### WORK INSTRUCTION
Only lines with the word "processor" belong in the answer; copy them from the records below.
-=-=-
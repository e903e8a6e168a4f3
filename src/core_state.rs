//! Transport-agnostic application state.
//!
//! `CoreState` is built once at startup and shared behind an `Arc` by every
//! HTTP handler. The classifier and the reference cohort are read-only after
//! load; the session cache is the only mutable part and sits behind a
//! `RwLock`.

use std::sync::atomic::{AtomicU64, Ordering};
use std::sync::{Arc, RwLock, RwLockReadGuard, RwLockWriteGuard};
use std::time::Duration;

use uuid::Uuid;

use crate::config::{AppConfig, ConfigError};
use crate::models::patient::PatientForm;
use crate::models::prediction::HistoryEntry;
use crate::pipeline::classifier::{Classifier, LoadedModel, ModelError};
use crate::pipeline::processor::{self, Outcome};
use crate::pipeline::reference::{DatasetError, ReferenceStats};
use crate::session_cache::SessionCache;

// ═══════════════════════════════════════════════════════════
// CoreState: shared by every handler
// ═══════════════════════════════════════════════════════════

pub struct CoreState {
    pub config: AppConfig,
    /// Loaded once; never swapped while serving.
    classifier: Arc<dyn Classifier>,
    reference: ReferenceStats,
    /// Per-browser-session prediction history.
    sessions: RwLock<SessionCache>,
    /// Successful predictions since startup, all sessions.
    predictions_served: AtomicU64,
}

impl CoreState {
    pub fn new(
        config: AppConfig,
        classifier: Arc<dyn Classifier>,
        reference: ReferenceStats,
    ) -> Self {
        let sessions = SessionCache::new(
            config.history_limit,
            Duration::from_secs(config.session_idle_timeout_secs),
        );
        Self {
            config,
            classifier,
            reference,
            sessions: RwLock::new(sessions),
            predictions_served: AtomicU64::new(0),
        }
    }

    /// Load the model artifact and the reference cohort named in `config`.
    ///
    /// Either file missing or malformed is fatal: nothing can be served.
    pub fn load(config: AppConfig) -> Result<Self, StartupError> {
        let model = LoadedModel::load(&config.model_path)?;
        let reference = ReferenceStats::load(&config.dataset_path)?;
        Ok(Self::new(config, Arc::new(model), reference))
    }

    pub fn classifier(&self) -> &dyn Classifier {
        self.classifier.as_ref()
    }

    pub fn reference(&self) -> &ReferenceStats {
        &self.reference
    }

    pub fn predictions_served(&self) -> u64 {
        self.predictions_served.load(Ordering::Relaxed)
    }

    // ── Session cache access ────────────────────────────────

    pub fn read_sessions(&self) -> Result<RwLockReadGuard<'_, SessionCache>, CoreError> {
        self.sessions.read().map_err(|_| CoreError::LockPoisoned)
    }

    pub fn write_sessions(&self) -> Result<RwLockWriteGuard<'_, SessionCache>, CoreError> {
        self.sessions.write().map_err(|_| CoreError::LockPoisoned)
    }

    /// Run one form submission for a session.
    ///
    /// The outer `Result` only fails on lock poisoning. Bad input and
    /// inference failures come back as `Outcome::Failure`.
    pub fn submit(&self, session_id: Uuid, form: &PatientForm) -> Result<Outcome, CoreError> {
        let outcome = {
            let mut sessions = self.write_sessions()?;
            let history = sessions.history_mut(session_id);
            processor::process_submission(self.classifier(), &self.reference, history, form)
        };
        if outcome.is_success() {
            self.predictions_served.fetch_add(1, Ordering::Relaxed);
            tracing::debug!(session = %session_id, "Prediction served");
        }
        Ok(outcome)
    }

    /// Snapshot of a session's history, oldest first. Empty for unknown sessions.
    pub fn history(&self, session_id: &Uuid) -> Result<Vec<HistoryEntry>, CoreError> {
        let sessions = self.read_sessions()?;
        Ok(sessions
            .history(session_id)
            .map(|h| h.all().to_vec())
            .unwrap_or_default())
    }

    /// Mark a session as active.
    pub fn touch(&self, session_id: &Uuid) -> Result<(), CoreError> {
        self.write_sessions()?.touch(session_id);
        Ok(())
    }

    /// Drop sessions idle past the configured timeout.
    pub fn sweep_idle_sessions(&self) -> Result<usize, CoreError> {
        let evicted = self.write_sessions()?.evict_idle();
        if evicted > 0 {
            tracing::debug!(evicted, "Evicted idle sessions");
        }
        Ok(evicted)
    }

    pub fn active_sessions(&self) -> usize {
        self.sessions.read().map(|s| s.len()).unwrap_or(0)
    }
}

// ═══════════════════════════════════════════════════════════
// Error types
// ═══════════════════════════════════════════════════════════

#[derive(Debug, thiserror::Error)]
pub enum CoreError {
    #[error("Internal lock error")]
    LockPoisoned,
}

/// Failures that stop the service before it can take a request.
#[derive(Debug, thiserror::Error)]
pub enum StartupError {
    #[error("Configuration error: {0}")]
    Config(#[from] ConfigError),
    #[error("Model error: {0}")]
    Model(#[from] ModelError),
    #[error("Dataset error: {0}")]
    Dataset(#[from] DatasetError),
    #[error("Failed to bind {addr}: {source}")]
    Bind {
        addr: std::net::SocketAddr,
        #[source]
        source: std::io::Error,
    },
}

impl StartupError {
    /// Static message shown to the operator before exiting.
    pub fn user_message(&self) -> String {
        match self {
            Self::Model(ModelError::NotFound(path)) => format!(
                "Stroke model file not found! Make sure '{}' exists.",
                path.display()
            ),
            Self::Dataset(DatasetError::NotFound(path)) => format!(
                "Dataset file not found! Make sure '{}' exists.",
                path.display()
            ),
            other => other.to_string(),
        }
    }
}

// ═══════════════════════════════════════════════════════════
// Test fixtures
// ═══════════════════════════════════════════════════════════
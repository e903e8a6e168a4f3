use chrono::{DateTime, Utc};
use serde::{Deserialize, Serialize};

/// Risk verdict derived from the classifier's label.
#[derive(Debug, Clone, Copy, PartialEq, Eq, Serialize, Deserialize)]
#[serde(rename_all = "snake_case")]
pub enum RiskLabel {
    LowRisk,
    HighRisk,
}

impl RiskLabel {
    /// Label 1 is high risk; anything else is low risk.
    pub fn from_class(class: u8) -> Self {
        if class == 1 {
            Self::HighRisk
        } else {
            Self::LowRisk
        }
    }

    pub fn class(&self) -> u8 {
        match self {
            Self::LowRisk => 0,
            Self::HighRisk => 1,
        }
    }

    /// Text used in the history table.
    pub fn as_str(&self) -> &'static str {
        match self {
            Self::LowRisk => "Low Risk",
            Self::HighRisk => "High Risk",
        }
    }

    /// Headline shown under the probability.
    pub fn verdict(&self) -> &'static str {
        match self {
            Self::LowRisk => "Low Risk of Stroke!",
            Self::HighRisk => "High Risk of Stroke!",
        }
    }
}

/// Outcome of one successful prediction. Lives for one render cycle.
#[derive(Debug, Clone, Copy, PartialEq, Serialize)]
pub struct PredictionResult {
    pub label: RiskLabel,
    /// Positive-class probability in `[0, 1]`.
    pub probability: f64,
}

impl PredictionResult {
    /// `"73.25%"`
    pub fn probability_display(&self) -> String {
        format_percentage(self.probability)
    }

    /// Whole percent for the progress bar, truncated like `int(p * 100)`.
    pub fn progress_percent(&self) -> u8 {
        (self.probability * 100.0).clamp(0.0, 100.0) as u8
    }
}

pub fn format_percentage(probability: f64) -> String {
    format!("{:.2}%", probability * 100.0)
}

/// One row of the session's prediction history.
#[derive(Debug, Clone, PartialEq, Serialize, Deserialize)]
pub struct HistoryEntry {
    #[serde(rename = "Age")]
    pub age: u32,
    #[serde(rename = "Prediction")]
    pub prediction: String,
    #[serde(rename = "Probability")]
    pub probability: String,
    pub recorded_at: DateTime<Utc>,
}

impl HistoryEntry {
    pub fn new(age: u32, result: &PredictionResult) -> Self {
        Self {
            age,
            prediction: result.label.as_str().to_string(),
            probability: result.probability_display(),
            recorded_at: Utc::now(),
        }
    }
}
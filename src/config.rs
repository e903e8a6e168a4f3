use std::net::SocketAddr;
use std::path::PathBuf;

/// Application-level constants
pub const APP_NAME: &str = "Stroke Prediction System";
pub const APP_VERSION: &str = env!("CARGO_PKG_VERSION");

/// Environment variable names for runtime overrides.
pub const ENV_MODEL_PATH: &str = "STROKE_MODEL_PATH";
pub const ENV_DATASET_PATH: &str = "STROKE_DATASET_PATH";
pub const ENV_BIND_ADDR: &str = "STROKE_BIND_ADDR";
pub const ENV_HISTORY_LIMIT: &str = "STROKE_HISTORY_LIMIT";
pub const ENV_SESSION_TIMEOUT: &str = "STROKE_SESSION_TIMEOUT_SECS";

/// Default model artifact, resolved against the working directory.
pub const DEFAULT_MODEL_FILE: &str = "model.json";
/// Default reference cohort, resolved against the working directory.
pub const DEFAULT_DATASET_FILE: &str = "cleaned_stroke_data.csv";
pub const DEFAULT_BIND_ADDR: &str = "127.0.0.1:8501";
/// Sessions idle longer than this are dropped along with their history.
pub const DEFAULT_SESSION_TIMEOUT_SECS: u64 = 3600;

/// Log filter used when `RUST_LOG` is not set.
pub fn default_log_filter() -> &'static str {
    "info,stroke_risk=debug"
}

/// Runtime configuration, resolved once at startup.
#[derive(Debug, Clone, PartialEq)]
pub struct AppConfig {
    pub model_path: PathBuf,
    pub dataset_path: PathBuf,
    pub bind_addr: SocketAddr,
    /// `None` keeps every history entry for the lifetime of the session.
    pub history_limit: Option<usize>,
    pub session_idle_timeout_secs: u64,
    pub log_filter: String,
}

impl AppConfig {
    /// Read overrides from the process environment.
    pub fn from_env() -> Result<Self, ConfigError> {
        Self::from_lookup(|key| std::env::var(key).ok())
    }

    /// Resolve configuration through an arbitrary key lookup.
    ///
    /// Unset keys fall back to defaults; set-but-malformed keys are errors.
    pub fn from_lookup<F>(lookup: F) -> Result<Self, ConfigError>
    where
        F: Fn(&str) -> Option<String>,
    {
        let mut config = Self::default();

        if let Some(path) = non_empty(lookup(ENV_MODEL_PATH)) {
            config.model_path = PathBuf::from(path);
        }
        if let Some(path) = non_empty(lookup(ENV_DATASET_PATH)) {
            config.dataset_path = PathBuf::from(path);
        }
        if let Some(addr) = non_empty(lookup(ENV_BIND_ADDR)) {
            config.bind_addr = addr.parse().map_err(|_| ConfigError::Invalid {
                key: ENV_BIND_ADDR,
                value: addr.clone(),
            })?;
        }
        if let Some(limit) = non_empty(lookup(ENV_HISTORY_LIMIT)) {
            let parsed: usize = limit.parse().map_err(|_| ConfigError::Invalid {
                key: ENV_HISTORY_LIMIT,
                value: limit.clone(),
            })?;
            // 0 means "no cap", matching the unset default
            config.history_limit = (parsed > 0).then_some(parsed);
        }
        if let Some(secs) = non_empty(lookup(ENV_SESSION_TIMEOUT)) {
            // A zero timeout would evict every session on the next request
            config.session_idle_timeout_secs = secs
                .parse()
                .ok()
                .filter(|parsed: &u64| *parsed > 0)
                .ok_or_else(|| ConfigError::Invalid {
                    key: ENV_SESSION_TIMEOUT,
                    value: secs.clone(),
                })?;
        }

        Ok(config)
    }
}

impl Default for AppConfig {
    fn default() -> Self {
        Self {
            model_path: PathBuf::from(DEFAULT_MODEL_FILE),
            dataset_path: PathBuf::from(DEFAULT_DATASET_FILE),
            bind_addr: SocketAddr::from(([127, 0, 0, 1], 8501)),
            history_limit: None,
            session_idle_timeout_secs: DEFAULT_SESSION_TIMEOUT_SECS,
            log_filter: default_log_filter().to_string(),
        }
    }
}

fn non_empty(value: Option<String>) -> Option<String> {
    value.map(|v| v.trim().to_string()).filter(|v| !v.is_empty())
}

#[derive(Debug, thiserror::Error)]
pub enum ConfigError {
    #[error("Invalid value for {key}: {value:?}")]
    Invalid { key: &'static str, value: String },
}

#[cfg(test)]
mod tests {
    use super::*;
    use std::collections::HashMap;

    fn lookup_from(pairs: &[(&str, &str)]) -> impl Fn(&str) -> Option<String> {
        let map: HashMap<String, String> = pairs
            .iter()
            .map(|(k, v)| (k.to_string(), v.to_string()))
            .collect();
        move |key| map.get(key).cloned()
    }

    #[test]
    fn defaults_when_nothing_set() {
        let config = AppConfig::from_lookup(|_| None).unwrap();
        assert_eq!(config, AppConfig::default());
        assert_eq!(config.model_path, PathBuf::from("model.json"));
        assert_eq!(config.dataset_path, PathBuf::from("cleaned_stroke_data.csv"));
        assert_eq!(config.bind_addr.to_string(), DEFAULT_BIND_ADDR);
        assert!(config.history_limit.is_none());
    }

    #[test]
    fn overrides_are_applied() {
        let config = AppConfig::from_lookup(lookup_from(&[
            (ENV_MODEL_PATH, "/srv/models/stroke.json"),
            (ENV_DATASET_PATH, "/srv/data/cohort.csv"),
            (ENV_BIND_ADDR, "0.0.0.0:9000"),
            (ENV_HISTORY_LIMIT, "25"),
            (ENV_SESSION_TIMEOUT, "120"),
        ]))
        .unwrap();

        assert_eq!(config.model_path, PathBuf::from("/srv/models/stroke.json"));
        assert_eq!(config.dataset_path, PathBuf::from("/srv/data/cohort.csv"));
        assert_eq!(config.bind_addr.port(), 9000);
        assert_eq!(config.history_limit, Some(25));
        assert_eq!(config.session_idle_timeout_secs, 120);
    }

    #[test]
    fn zero_history_limit_means_unbounded() {
        let config = AppConfig::from_lookup(lookup_from(&[(ENV_HISTORY_LIMIT, "0")])).unwrap();
        assert!(config.history_limit.is_none());
    }

    #[test]
    fn blank_values_fall_back_to_defaults() {
        let config = AppConfig::from_lookup(lookup_from(&[(ENV_MODEL_PATH, "   ")])).unwrap();
        assert_eq!(config.model_path, PathBuf::from(DEFAULT_MODEL_FILE));
    }

    #[test]
    fn malformed_bind_addr_is_rejected() {
        let err = AppConfig::from_lookup(lookup_from(&[(ENV_BIND_ADDR, "not-an-addr")]))
            .unwrap_err();
        assert!(err.to_string().contains(ENV_BIND_ADDR));
    }

    #[test]
    fn malformed_history_limit_is_rejected() {
        let result = AppConfig::from_lookup(lookup_from(&[(ENV_HISTORY_LIMIT, "-3")]));
        assert!(matches!(
            result,
            Err(ConfigError::Invalid { key: ENV_HISTORY_LIMIT, .. })
        ));
    }

    #[test]
    fn zero_session_timeout_is_rejected() {
        let result = AppConfig::from_lookup(lookup_from(&[(ENV_SESSION_TIMEOUT, "0")]));
        assert!(matches!(
            result,
            Err(ConfigError::Invalid { key: ENV_SESSION_TIMEOUT, .. })
        ));
    }

    #[test]
    fn app_version_matches_cargo() {
        assert_eq!(APP_VERSION, "0.1.0");
    }
}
-=-=-
### SOLVED PROBLEM
use crate::pipeline::processor::{self, Outcome};
            processor::process_submission(self.classifier(), &self.reference, history, form)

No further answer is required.